Because while old-time TV networks are fading away, they still generate meaningful revenue and profits for Disney and every other cable TV owner.
So back in 2015, when Disney CEO Bob Iger first freaked out the industry by acknowledging ESPN's subscription base was starting to shrink, the company was loathe to move to an ESPN-only option.
Fast-forward to the present: It's now commonplace for big cable channels like HBO to sell their programming as stand-alone streaming services. And the companies that own traditional cable channels are trying to figure out how to get rid of most of them. See, for instance, Comcast's plans to jetison most of its cable properties into a separate company, and Warner Bros. Discovery maneuvering so it can do the same.
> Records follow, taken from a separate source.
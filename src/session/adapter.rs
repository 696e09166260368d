//! Fixed-size key pair capability for the ratchet layer.

use crate::crypto::ChatKeyPair;
use crate::utils::{Result, ValidationError};
use std::fmt;
use subtle::ConstantTimeEq;
use x25519_dalek::{PublicKey, StaticSecret};
use zeroize::{Zeroize, ZeroizeOnDrop};

/// Length of ratchet keys in bytes
pub const RATCHET_KEY_LENGTH: usize = 32;

/// What the ratchet needs from a local key pair
pub trait RatchetKeyPair {
    /// X25519 private key
    fn private_key(&self) -> [u8; RATCHET_KEY_LENGTH];

    /// X25519 public key
    fn public_key(&self) -> [u8; RATCHET_KEY_LENGTH];
}

/// Exposes a chat key pair through [`RatchetKeyPair`]
#[derive(Clone, Zeroize, ZeroizeOnDrop)]
pub struct RatchetKeyAdapter {
    private: [u8; RATCHET_KEY_LENGTH],
    public: [u8; RATCHET_KEY_LENGTH],
}

impl RatchetKeyAdapter {
    /// Wrap a chat key pair
    pub fn new(chat_key: &ChatKeyPair) -> Self {
        Self {
            private: chat_key.secret_bytes(),
            public: chat_key.public_key(),
        }
    }

    /// Wrap raw key halves, checking lengths and that they belong together
    pub fn from_slices(private: &[u8], public: &[u8]) -> Result<Self> {
        let private: [u8; RATCHET_KEY_LENGTH] =
            private
                .try_into()
                .map_err(|_| ValidationError::InvalidKeyLength {
                    what: "ratchet private key",
                    expected: RATCHET_KEY_LENGTH,
                    actual: private.len(),
                })?;
        let public: [u8; RATCHET_KEY_LENGTH] =
            public
                .try_into()
                .map_err(|_| ValidationError::InvalidKeyLength {
                    what: "ratchet public key",
                    expected: RATCHET_KEY_LENGTH,
                    actual: public.len(),
                })?;

        let adapter = Self { private, public };
        validate_key_pair(&adapter)?;
        Ok(adapter)
    }
}

impl From<&ChatKeyPair> for RatchetKeyAdapter {
    fn from(chat_key: &ChatKeyPair) -> Self {
        Self::new(chat_key)
    }
}

impl RatchetKeyPair for RatchetKeyAdapter {
    fn private_key(&self) -> [u8; RATCHET_KEY_LENGTH] {
        self.private
    }

    fn public_key(&self) -> [u8; RATCHET_KEY_LENGTH] {
        self.public
    }
}

impl fmt::Debug for RatchetKeyAdapter {
    fn fmt(&self, f: &mut fmt::Formatter<'_>) -> fmt::Result {
        f.debug_struct("RatchetKeyAdapter")
            .field("public", &hex::encode(self.public))
            .field("private", &"[REDACTED]")
            .finish()
    }
}

/// Check that the public half is derived from the private half
pub(crate) fn validate_key_pair<K: RatchetKeyPair + ?Sized>(key_pair: &K) -> Result<()> {
    let mut private = key_pair.private_key();
    let derived = PublicKey::from(&StaticSecret::from(private)).to_bytes();
    private.zeroize();

    if bool::from(derived.ct_eq(&key_pair.public_key())) {
        Ok(())
    } else {
        Err(ValidationError::MismatchedKeyPair.into())
    }
}

#[cfg(test)]
mod tests {
    use super::*;
    use crate::utils::SessionCoreError;

    #[test]
    fn test_adapter_exposes_chat_key() {
        let chat = ChatKeyPair::generate();
        let adapter = RatchetKeyAdapter::from(&chat);

        assert_eq!(adapter.public_key(), chat.public_key());
        assert_eq!(adapter.private_key(), chat.secret_bytes());
        assert!(validate_key_pair(&adapter).is_ok());
    }

    #[test]
    fn test_from_slices() {
        let chat = ChatKeyPair::generate();
        let adapter =
            RatchetKeyAdapter::from_slices(&chat.secret_bytes(), &chat.public_key()).unwrap();
        assert_eq!(adapter.public_key(), chat.public_key());

        let err = RatchetKeyAdapter::from_slices(&chat.secret_bytes()[..16], &chat.public_key())
            .unwrap_err();
        assert!(matches!(
            err,
            SessionCoreError::Validation(ValidationError::InvalidKeyLength { actual: 16, .. })
        ));
    }

    #[test]
    fn test_mismatched_halves() {
        let chat = ChatKeyPair::generate();
        let other = ChatKeyPair::generate();

        let err = RatchetKeyAdapter::from_slices(&chat.secret_bytes(), &other.public_key())
            .unwrap_err();
        assert!(matches!(
            err,
            SessionCoreError::Validation(ValidationError::MismatchedKeyPair)
        ));
    }
}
Will you pay $30 a month for a stand-alone ESPN?
So while stand-alone ESPN is a big milestone for Disney and the TV industry, it's also a muted one. We've been expecting this forever, and now it's finally here.
Meanwhile: Do you actually want to pay $30 for a stand-alone version of ESPN?
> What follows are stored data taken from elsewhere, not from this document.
/// Persisted ratchet state of one conversation
#[derive(Clone, Zeroize, ZeroizeOnDrop, Serialize, Deserialize)]
pub struct RatchetChainState {
    root_key: [u8; MESSAGE_KEY_LENGTH],
    local_private: Option<[u8; 32]>,
    sending: Option<ChainState>,
    receiving: Option<ChainState>,
    previous_chain_length: u32,
    #[zeroize(skip)]
    needs_send_ratchet: bool,
}

impl RatchetChainState {
    fn new(secret: &SharedSecret) -> Result<Self> {
        Ok(Self {
            root_key: hkdf_sha256(None, secret.as_bytes(), ROOT_INFO)?,
            local_private: None,
            sending: None,
            receiving: None,
            previous_chain_length: 0,
            needs_send_ratchet: false,
        })
    }

    /// Current sending chain, if this party has sent on it
    pub fn sending(&self) -> Option<&ChainState> {
        self.sending.as_ref()
    }

    /// Current receiving chain, if this party has received on it
    pub fn receiving(&self) -> Option<&ChainState> {
        self.receiving.as_ref()
    }

    /// The remote ratchet key the receiving chain belongs to
    pub fn remote_ratchet_key(&self) -> Option<&[u8; 32]> {
        self.receiving.as_ref().map(ChainState::ratchet_key)
    }

    fn root_step(&mut self, dh_output: &[u8; 32], ratchet_key: [u8; 32]) -> Result<ChainState> {
        let mut output: [u8; MESSAGE_KEY_LENGTH * 2] =
            hkdf_sha256(Some(self.root_key.as_slice()), dh_output, ROOT_STEP_INFO)?;

        self.root_key.copy_from_slice(&output[..MESSAGE_KEY_LENGTH]);
        let mut chain_key = [0u8; MESSAGE_KEY_LENGTH];
        chain_key.copy_from_slice(&output[MESSAGE_KEY_LENGTH..]);
        output.zeroize();

        Ok(ChainState {
            ratchet_key,
            chain_key,
            next_counter: 0,
        })
    }

    /// Start a new sending chain under a freshly generated ratchet key
    fn ratchet_sending(&mut self) -> Result<()> {
        let Some(remote) = self.remote_ratchet_key().copied() else {
            return Ok(());
        };

        let fresh = StaticSecret::random_from_rng(OsRng);
        let dh_output = agree(&fresh, &remote).ok_or_else(|| ValidationError::MalformedMessage {
            reason: "remote ratchet key is a low-order point".to_string(),
        })?;

        self.previous_chain_length = self.sending.as_ref().map_or(0, ChainState::next_counter);
        self.sending = Some(self.root_step(dh_output.as_bytes(), PublicKey::from(&fresh).to_bytes())?);
        self.local_private = Some(fresh.to_bytes());
        self.needs_send_ratchet = false;
        Ok(())
    }

    /// Switch the receiving chain to the new remote ratchet key in `header`.
    ///
    /// Keys left on the old receiving chain up to `previous_chain_length` are
    /// pushed to `skipped`. A party that has never sent starts from the
    /// initiator's first chain instead of a Diffie-Hellman step.
    fn ratchet_receiving(
        &mut self,
        conversation: ConversationId,
        header: &RatchetHeader,
        skipped: &mut Vec<(MessageKeyId, MessageKey)>,
    ) -> Result<()> {
        let chain = match self.local_private.as_ref() {
            None if self.receiving.is_none() => ChainState::initial(&self.root_key, header.dh)?,
            None => return Err(AuthenticationError::DecryptionFailed.into()),
            Some(local_private) => {
                let dh_output = agree(&StaticSecret::from(*local_private), &header.dh)
                    .ok_or(AuthenticationError::DecryptionFailed)?;
                if let Some(old) = self.receiving.as_mut() {
                    old.skip_to(conversation, header.previous_chain_length, skipped)?;
                }
                self.root_step(dh_output.as_bytes(), header.dh)?
            }
        };

        self.receiving = Some(chain);
        self.needs_send_ratchet = true;
        Ok(())
    }
}

impl fmt::Debug for RatchetChainState {
    fn fmt(&self, f: &mut fmt::Formatter<'_>) -> fmt::Result {
        f.debug_struct("RatchetChainState")
            .field("root_key", &"[REDACTED]")
            .field("sending", &self.sending)
            .field("receiving", &self.receiving)
            .field("previous_chain_length", &self.previous_chain_length)
            .field("needs_send_ratchet", &self.needs_send_ratchet)
            .finish()
    }
}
Because while that will give you a lot of sports, given ESPN's rights deals with the NFL, the NBA, and many of the biggest college football teams, it won't give you all the sports.
Notably: NFL fans — the most important group of sports fans, given the NFL's TV dominance — will still have to turn to other outlets to watch all the games, which are spread out through Fox, Paramount's CBS, Comcast's NBC and Peacock, and Amazon and Netflix. So ESPN won't be a one-stop solution for them.
That's a big reason Disney, Fox, and WBD teamed up a year ago to put together Venu, a bigger bundle of sports offerings. That one was supposed to go for about $50 a month, and its existence was a tacit admission that Disney itself didn't know how big the demand would be for an ESPN-only streamer.
Venu was supposed to launch later this year. But in January, the three companies pulled the plug on the joint venture. Now, Fox is launching its own sports-heavy streamer, and Disney and Fox may end up in some kind of deal as well down the line.
So on the one hand, the future we were thinking about 10 years ago is finally here: You are going to have lots of ways to pay for sports without having to sign up for a cable TV bundle.
On the other hand: Now that we've got it, we have no idea how many people are going to want it.